In The 19th Wife, David Ebershoff reimagines the life of Ann Eliza Young, one of Brigham Young's many wives, who left the Mormon church and set in motion the dismantling of Mormon polygamy.  Interwoven with Ann Eliza's story is the modern-day story of Jordan Scott, who was exiled from his town and church, an isolated fundamentalist enclave where polygamy still thrives.  Returning to help his mother, a 19th wife who stands accused of murdering her husband, Jordan is forced to come to terms with the life that he was made to leave behind and the hold it has on his mother.  

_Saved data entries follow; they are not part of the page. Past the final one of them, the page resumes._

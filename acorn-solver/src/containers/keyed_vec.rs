use std::marker::PhantomData;
use std::ops::Index;
use std::ops::IndexMut;

/// Storage for elements of type `Value` which can only be indexed by keys of
/// type `Key`, preventing e.g. a node id from being used to look up an arc.
#[derive(Debug, Hash, PartialEq, Eq)]
pub struct KeyedVec<Key, Value> {
    /// [`PhantomData`] to bind the container to its key type.
    key: PhantomData<Key>,
    elements: Vec<Value>,
}

impl<Key, Value: Clone> Clone for KeyedVec<Key, Value> {
    fn clone(&self) -> Self {
        Self {
            key: PhantomData,
            elements: self.elements.clone(),
        }
    }
}

impl<Key, Value> Default for KeyedVec<Key, Value> {
    fn default() -> Self {
        Self {
            key: PhantomData,
            elements: Vec::default(),
        }
    }
}

impl<Key: StorageKey, Value> KeyedVec<Key, Value> {
    pub fn len(&self) -> usize {
        self.elements.len()
    }

    pub fn is_empty(&self) -> bool {
        self.len() == 0
    }

    /// Add a new value to the vector and return the key of the inserted value.
    pub fn push(&mut self, value: Value) -> Key {
        self.elements.push(value);

        Key::create_from_index(self.elements.len() - 1)
    }

    /// Iterate over the values in the vector.
    pub fn iter(&self) -> impl Iterator<Item = &'_ Value> {
        self.elements.iter()
    }
}

impl<Key: StorageKey, Value> Index<Key> for KeyedVec<Key, Value> {
    type Output = Value;

    fn index(&self, index: Key) -> &Self::Output {
        &self.elements[index.index()]
    }
}

impl<Key: StorageKey, Value> Index<&Key> for KeyedVec<Key, Value> {
    type Output = Value;

    fn index(&self, index: &Key) -> &Self::Output {
        &self.elements[index.index()]
    }
}

impl<Key: StorageKey, Value> IndexMut<Key> for KeyedVec<Key, Value> {
    fn index_mut(&mut self, index: Key) -> &mut Self::Output {
        &mut self.elements[index.index()]
    }
}

/// Trait for structures which can be used as a key into a [`KeyedVec`].
pub trait StorageKey {
    fn index(&self) -> usize;

    fn create_from_index(index: usize) -> Self;
}

impl StorageKey for usize {
    fn index(&self) -> usize {
        *self
    }

    fn create_from_index(index: usize) -> Self {
        index
    }
}
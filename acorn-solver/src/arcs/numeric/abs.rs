use super::entailed_range;
use super::tighten_target;
use super::NumOperand;
use crate::arcs::Arc;
use crate::arcs::ArcOperator;
use crate::arcs::PropagationContext;
use crate::arcs::ReadDomains;
use crate::arcs::Watch;
use crate::basic_types::PropagationStatus;
use crate::domains::DomainEvents;
use crate::domains::DomainValue;

/// An arc maintaining `-x op z`.
#[derive(Debug)]
pub struct NegArc<T> {
    x: NumOperand<T>,
    op: ArcOperator,
    z: NumOperand<T>,
}

impl<T: DomainValue> NegArc<T> {
    pub fn new(x: NumOperand<T>, op: ArcOperator, z: NumOperand<T>) -> Self {
        NegArc { x, op, z }
    }
}

impl<T: DomainValue> Arc<T> for NegArc<T> {
    fn name(&self) -> &str {
        "Neg"
    }

    fn watches(&self) -> Vec<Watch> {
        [
            self.x.watch(DomainEvents::BOUNDS),
            self.z.watch(DomainEvents::BOUNDS),
        ]
        .into_iter()
        .flatten()
        .collect()
    }

    fn propagate(&mut self, context: &mut PropagationContext<'_, T>) -> PropagationStatus {
        let name = Arc::<T>::name(self);
        let (x_min, x_max) = (self.x.min(context), self.x.max(context));

        tighten_target(context, self.z, self.op, x_max.neg_sat(), x_min.neg_sat(), name)?;

        let range = entailed_range(
            self.op,
            self.z.min(context),
            self.z.max(context),
            context.tolerance(),
        );
        // -x >= lower mirrors to x <= -lower, and vice versa.
        if let Some(lower) = range.lower {
            self.x.set_max(context, lower.neg_sat(), name)?;
        }
        if let Some(upper) = range.upper {
            self.x.set_min(context, upper.neg_sat(), name)?;
        }
        Ok(())
    }
}

/// An arc maintaining `|x| op z`.
///
/// The target is always non-negative. A lower bound on `|x|` only transfers
/// back to `x` when the sign of `x` is already determined; otherwise the
/// excluded band sits strictly inside the interval and bounds cannot express
/// it.
#[derive(Debug)]
pub struct AbsArc<T> {
    x: NumOperand<T>,
    op: ArcOperator,
    z: NumOperand<T>,
}

impl<T: DomainValue> AbsArc<T> {
    pub fn new(x: NumOperand<T>, op: ArcOperator, z: NumOperand<T>) -> Self {
        AbsArc { x, op, z }
    }
}

impl<T: DomainValue> Arc<T> for AbsArc<T> {
    fn name(&self) -> &str {
        "Abs"
    }

    fn watches(&self) -> Vec<Watch> {
        [
            self.x.watch(DomainEvents::BOUNDS),
            self.z.watch(DomainEvents::BOUNDS),
        ]
        .into_iter()
        .flatten()
        .collect()
    }

    fn propagate(&mut self, context: &mut PropagationContext<'_, T>) -> PropagationStatus {
        let name = Arc::<T>::name(self);
        let zero = T::zero();
        let tolerance = context.tolerance();
        let (x_min, x_max) = (self.x.min(context), self.x.max(context));

        let (lo, hi) = if zero.leq_within(x_min, tolerance) {
            (x_min, x_max)
        } else if x_max.leq_within(zero, tolerance) {
            (x_max.neg_sat(), x_min.neg_sat())
        } else {
            (zero, x_min.neg_sat().max_by_order(x_max))
        };
        tighten_target(context, self.z, self.op, lo, hi, name)?;

        let range = entailed_range(
            self.op,
            self.z.min(context),
            self.z.max(context),
            tolerance,
        );
        if let Some(upper) = range.upper {
            self.x.set_min(context, upper.neg_sat(), name)?;
            self.x.set_max(context, upper, name)?;
        }
        if let Some(lower) = range.lower {
            if zero.lt_within(lower, tolerance) {
                if zero.leq_within(x_min, tolerance) {
                    self.x.set_min(context, lower, name)?;
                } else if x_max.leq_within(zero, tolerance) {
                    self.x.set_max(context, lower.neg_sat(), name)?;
                }
            }
        }
        Ok(())
    }
}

If I had one complaint to make about The 19th Wife, it would be that it goes on just a little too long.  At the beginning of the novel, the pages flew by, but the ending chapters dragged a bit and left me the slightest bit unsatisfied.  Aside from that minor quibble, The 19th Wife stands out as a meticulously researched and well-told historical novel.  Ebershoff reinvents Ann Eliza Young and her family using a variety of fabricated primary sources that add up to a compelling picture of the very human history of the Mormon church and the controversial figure of Ann Eliza.  Jordan's story adds a bit of mystery to the mix as he attempts to unearth the truth about who killed his father.  In the process, he reveals the lasting trauma of living in a polygamous society, the very expected trauma that seemed to drive Ann Eliza to speak out about it so many years before, a trauma so wrapped up with love, family, and blind faith, that it is difficult to understand, much less escape.    


Monday, April 12, 2021

The Syrena Legacy Series by Anna Banks

When Emma literally stumbles into a violet-eyed stranger on the boardwalk of a Florida beach, it's definitely not love at first sight, more like humiliation at first sight.  The encounter is quickly forgotten, though, when Emma's beach trip ends in tragedy.  That is, until the handsome stranger shows up again in her New Jersey high school classroom.  

Galen is a Triton royal given leave to live life on land and be a Syrena ambassador to humans.  When he spots Emma using a gift that has disappeared from among his people, he can't believe it, and he really can't believe she doesn't know she even has the gift.  Determined to find out her secret, he follows her home, but he has to admit that it's not the importance of Emma's gift to his people that attracts him to her.

Unbelievable hijinks ensue as Emma and Galen's relationship blossoms from suspicion to love.  Soon Emma is exploring a world she never knew existed and is suddenly plunged into the dramas of mermaid-kind that strike even closer to home than she could ever have imagined.  

When I'm looking for something a little lightweight and fast reading to enjoy, YA romance is what I

reach for.  The premise of Of Poseidon is a little absurd, but Banks sells it and I couldn't pull myself away from Emma and Galen and their star-crossed romance.  The main character's irritating penchant for childish verbal ticks ("ohmysweetgoodness" or "fan-flipping-tastic") tested my patience, but the fast moving plot saved me from putting this down.  The second book, Of Triton, is arguably the better of the two with Emma maturing into her new life and Galen's chapters revealing more of the Syrena world.  

The second book has a satisfying conclusion, while the third, Of Neptune, shoots off in a new direction, a direction with an overprotective love interest and the beginnings of what looked to be an irritating love triangle, not to mention the return of "ohmysweetgoodness."  I decided within 60 pages that while Banks wrote a trilogy, I was happy to leave this series a duology.